• _What you have to do_: Set down each entry from the block beneath, exactly as written.

• _Record set_:
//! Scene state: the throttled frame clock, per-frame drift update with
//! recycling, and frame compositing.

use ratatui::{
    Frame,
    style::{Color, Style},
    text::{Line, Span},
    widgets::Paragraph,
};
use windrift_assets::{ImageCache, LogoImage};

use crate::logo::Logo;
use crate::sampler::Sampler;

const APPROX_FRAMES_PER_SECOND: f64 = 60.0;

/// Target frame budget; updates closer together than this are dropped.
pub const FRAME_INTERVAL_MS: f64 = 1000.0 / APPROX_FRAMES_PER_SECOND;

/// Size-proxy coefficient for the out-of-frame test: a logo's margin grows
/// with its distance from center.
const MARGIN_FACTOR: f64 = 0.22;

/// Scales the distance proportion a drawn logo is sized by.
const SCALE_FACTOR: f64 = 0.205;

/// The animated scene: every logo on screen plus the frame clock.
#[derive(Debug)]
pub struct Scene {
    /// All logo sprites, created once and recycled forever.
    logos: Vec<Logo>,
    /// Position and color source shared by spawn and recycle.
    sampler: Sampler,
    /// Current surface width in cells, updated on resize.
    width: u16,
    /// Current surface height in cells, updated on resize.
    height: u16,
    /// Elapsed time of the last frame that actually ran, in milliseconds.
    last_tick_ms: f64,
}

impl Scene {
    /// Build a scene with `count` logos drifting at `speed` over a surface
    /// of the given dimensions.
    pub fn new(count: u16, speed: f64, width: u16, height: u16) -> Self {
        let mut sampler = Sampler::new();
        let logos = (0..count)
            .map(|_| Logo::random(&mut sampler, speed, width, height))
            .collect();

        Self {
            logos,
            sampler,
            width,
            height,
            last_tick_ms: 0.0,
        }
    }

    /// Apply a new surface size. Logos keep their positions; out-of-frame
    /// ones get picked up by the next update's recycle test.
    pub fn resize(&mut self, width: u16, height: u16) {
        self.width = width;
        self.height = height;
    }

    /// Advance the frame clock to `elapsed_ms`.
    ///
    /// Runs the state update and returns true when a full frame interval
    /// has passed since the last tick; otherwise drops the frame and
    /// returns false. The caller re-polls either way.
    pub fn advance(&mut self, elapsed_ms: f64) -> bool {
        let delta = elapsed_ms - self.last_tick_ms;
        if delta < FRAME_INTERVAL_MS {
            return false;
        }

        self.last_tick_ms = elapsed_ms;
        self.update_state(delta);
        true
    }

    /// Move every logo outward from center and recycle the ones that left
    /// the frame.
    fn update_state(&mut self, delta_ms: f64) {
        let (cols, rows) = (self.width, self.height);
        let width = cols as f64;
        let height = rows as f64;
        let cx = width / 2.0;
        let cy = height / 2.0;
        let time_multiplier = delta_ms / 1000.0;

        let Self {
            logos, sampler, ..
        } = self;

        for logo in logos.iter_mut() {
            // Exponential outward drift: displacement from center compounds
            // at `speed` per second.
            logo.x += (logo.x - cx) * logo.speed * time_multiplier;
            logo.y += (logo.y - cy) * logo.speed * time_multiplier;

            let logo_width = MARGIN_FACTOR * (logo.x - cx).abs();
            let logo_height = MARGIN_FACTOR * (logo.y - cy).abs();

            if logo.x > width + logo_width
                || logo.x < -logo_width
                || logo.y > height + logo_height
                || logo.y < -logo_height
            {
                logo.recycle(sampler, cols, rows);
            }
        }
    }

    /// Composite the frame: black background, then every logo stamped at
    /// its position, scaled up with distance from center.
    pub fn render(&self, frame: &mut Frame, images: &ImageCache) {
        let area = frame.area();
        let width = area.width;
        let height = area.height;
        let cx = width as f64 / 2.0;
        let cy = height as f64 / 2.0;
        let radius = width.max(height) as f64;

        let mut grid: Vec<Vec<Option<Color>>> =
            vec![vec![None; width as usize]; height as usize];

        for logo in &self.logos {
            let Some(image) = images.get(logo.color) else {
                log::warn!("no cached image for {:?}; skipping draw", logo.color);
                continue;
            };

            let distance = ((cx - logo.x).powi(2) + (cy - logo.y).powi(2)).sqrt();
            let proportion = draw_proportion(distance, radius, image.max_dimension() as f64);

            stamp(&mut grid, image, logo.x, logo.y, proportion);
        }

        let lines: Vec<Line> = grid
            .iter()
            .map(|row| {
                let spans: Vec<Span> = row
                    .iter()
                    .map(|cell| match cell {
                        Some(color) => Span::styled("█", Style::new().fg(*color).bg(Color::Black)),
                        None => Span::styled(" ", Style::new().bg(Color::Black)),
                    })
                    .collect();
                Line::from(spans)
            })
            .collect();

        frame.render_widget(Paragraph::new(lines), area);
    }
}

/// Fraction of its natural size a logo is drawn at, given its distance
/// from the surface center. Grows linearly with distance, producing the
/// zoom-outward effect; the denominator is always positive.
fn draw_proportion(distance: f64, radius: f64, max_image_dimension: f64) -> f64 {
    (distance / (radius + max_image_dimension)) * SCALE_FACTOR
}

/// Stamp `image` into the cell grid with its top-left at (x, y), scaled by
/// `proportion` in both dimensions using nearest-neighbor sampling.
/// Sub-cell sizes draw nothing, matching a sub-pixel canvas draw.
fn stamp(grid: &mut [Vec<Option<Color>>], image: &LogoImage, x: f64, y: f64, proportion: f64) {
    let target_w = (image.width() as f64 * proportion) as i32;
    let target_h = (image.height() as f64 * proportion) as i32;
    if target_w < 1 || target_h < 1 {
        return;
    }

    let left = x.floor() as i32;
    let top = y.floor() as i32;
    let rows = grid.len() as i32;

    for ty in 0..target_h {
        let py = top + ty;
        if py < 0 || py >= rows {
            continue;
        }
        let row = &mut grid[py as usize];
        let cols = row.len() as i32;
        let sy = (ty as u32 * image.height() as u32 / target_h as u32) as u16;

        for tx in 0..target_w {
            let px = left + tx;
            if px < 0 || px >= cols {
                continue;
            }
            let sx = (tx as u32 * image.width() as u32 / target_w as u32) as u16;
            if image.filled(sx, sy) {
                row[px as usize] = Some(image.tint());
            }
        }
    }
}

• _Task answer_:
//! Scene state: the throttled frame clock, per-frame drift update with
//! recycling, and frame compositing.

use ratatui::{
    Frame,
    style::{Color, Style},
    text::{Line, Span},
    widgets::Paragraph,
};
use windrift_assets::{ImageCache, LogoImage};

use crate::logo::Logo;
use crate::sampler::Sampler;

const APPROX_FRAMES_PER_SECOND: f64 = 60.0;

/// Target frame budget; updates closer together than this are dropped.
pub const FRAME_INTERVAL_MS: f64 = 1000.0 / APPROX_FRAMES_PER_SECOND;

/// Size-proxy coefficient for the out-of-frame test: a logo's margin grows
/// with its distance from center.
const MARGIN_FACTOR: f64 = 0.22;

/// Scales the distance proportion a drawn logo is sized by.
const SCALE_FACTOR: f64 = 0.205;

/// The animated scene: every logo on screen plus the frame clock.
#[derive(Debug)]
pub struct Scene {
    /// All logo sprites, created once and recycled forever.
    logos: Vec<Logo>,
    /// Position and color source shared by spawn and recycle.
    sampler: Sampler,
    /// Current surface width in cells, updated on resize.
    width: u16,
    /// Current surface height in cells, updated on resize.
    height: u16,
    /// Elapsed time of the last frame that actually ran, in milliseconds.
    last_tick_ms: f64,
}

impl Scene {
    /// Build a scene with `count` logos drifting at `speed` over a surface
    /// of the given dimensions.
    pub fn new(count: u16, speed: f64, width: u16, height: u16) -> Self {
        let mut sampler = Sampler::new();
        let logos = (0..count)
            .map(|_| Logo::random(&mut sampler, speed, width, height))
            .collect();

        Self {
            logos,
            sampler,
            width,
            height,
            last_tick_ms: 0.0,
        }
    }

    /// Apply a new surface size. Logos keep their positions; out-of-frame
    /// ones get picked up by the next update's recycle test.
    pub fn resize(&mut self, width: u16, height: u16) {
        self.width = width;
        self.height = height;
    }

    /// Advance the frame clock to `elapsed_ms`.
    ///
    /// Runs the state update and returns true when a full frame interval
    /// has passed since the last tick; otherwise drops the frame and
    /// returns false. The caller re-polls either way.
    pub fn advance(&mut self, elapsed_ms: f64) -> bool {
        let delta = elapsed_ms - self.last_tick_ms;
        if delta < FRAME_INTERVAL_MS {
            return false;
        }

        self.last_tick_ms = elapsed_ms;
        self.update_state(delta);
        true
    }

    /// Move every logo outward from center and recycle the ones that left
    /// the frame.
    fn update_state(&mut self, delta_ms: f64) {
        let (cols, rows) = (self.width, self.height);
        let width = cols as f64;
        let height = rows as f64;
        let cx = width / 2.0;
        let cy = height / 2.0;
        let time_multiplier = delta_ms / 1000.0;

        let Self {
            logos, sampler, ..
        } = self;

        for logo in logos.iter_mut() {
            // Exponential outward drift: displacement from center compounds
            // at `speed` per second.
            logo.x += (logo.x - cx) * logo.speed * time_multiplier;
            logo.y += (logo.y - cy) * logo.speed * time_multiplier;

            let logo_width = MARGIN_FACTOR * (logo.x - cx).abs();
            let logo_height = MARGIN_FACTOR * (logo.y - cy).abs();

            if logo.x > width + logo_width
                || logo.x < -logo_width
                || logo.y > height + logo_height
                || logo.y < -logo_height
            {
                logo.recycle(sampler, cols, rows);
            }
        }
    }

    /// Composite the frame: black background, then every logo stamped at
    /// its position, scaled up with distance from center.
    pub fn render(&self, frame: &mut Frame, images: &ImageCache) {
        let area = frame.area();
        let width = area.width;
        let height = area.height;
        let cx = width as f64 / 2.0;
        let cy = height as f64 / 2.0;
        let radius = width.max(height) as f64;

        let mut grid: Vec<Vec<Option<Color>>> =
            vec![vec![None; width as usize]; height as usize];

        for logo in &self.logos {
            let Some(image) = images.get(logo.color) else {
                log::warn!("no cached image for {:?}; skipping draw", logo.color);
                continue;
            };

            let distance = ((cx - logo.x).powi(2) + (cy - logo.y).powi(2)).sqrt();
            let proportion = draw_proportion(distance, radius, image.max_dimension() as f64);

            stamp(&mut grid, image, logo.x, logo.y, proportion);
        }

        let lines: Vec<Line> = grid
            .iter()
            .map(|row| {
                let spans: Vec<Span> = row
                    .iter()
                    .map(|cell| match cell {
                        Some(color) => Span::styled("█", Style::new().fg(*color).bg(Color::Black)),
                        None => Span::styled(" ", Style::new().bg(Color::Black)),
                    })
                    .collect();
                Line::from(spans)
            })
            .collect();

        frame.render_widget(Paragraph::new(lines), area);
    }
}

/// Fraction of its natural size a logo is drawn at, given its distance
/// from the surface center. Grows linearly with distance, producing the
/// zoom-outward effect; the denominator is always positive.
fn draw_proportion(distance: f64, radius: f64, max_image_dimension: f64) -> f64 {
    (distance / (radius + max_image_dimension)) * SCALE_FACTOR
}

/// Stamp `image` into the cell grid with its top-left at (x, y), scaled by
/// `proportion` in both dimensions using nearest-neighbor sampling.
/// Sub-cell sizes draw nothing, matching a sub-pixel canvas draw.
fn stamp(grid: &mut [Vec<Option<Color>>], image: &LogoImage, x: f64, y: f64, proportion: f64) {
    let target_w = (image.width() as f64 * proportion) as i32;
    let target_h = (image.height() as f64 * proportion) as i32;
    if target_w < 1 || target_h < 1 {
        return;
    }

    let left = x.floor() as i32;
    let top = y.floor() as i32;
    let rows = grid.len() as i32;

    for ty in 0..target_h {
        let py = top + ty;
        if py < 0 || py >= rows {
            continue;
        }
        let row = &mut grid[py as usize];
        let cols = row.len() as i32;
        let sy = (ty as u32 * image.height() as u32 / target_h as u32) as u16;

        for tx in 0..target_w {
            let px = left + tx;
            if px < 0 || px >= cols {
                continue;
            }
            let sx = (tx as u32 * image.width() as u32 / target_w as u32) as u16;
            if image.filled(sx, sy) {
                row[px as usize] = Some(image.tint());
            }
        }
    }
}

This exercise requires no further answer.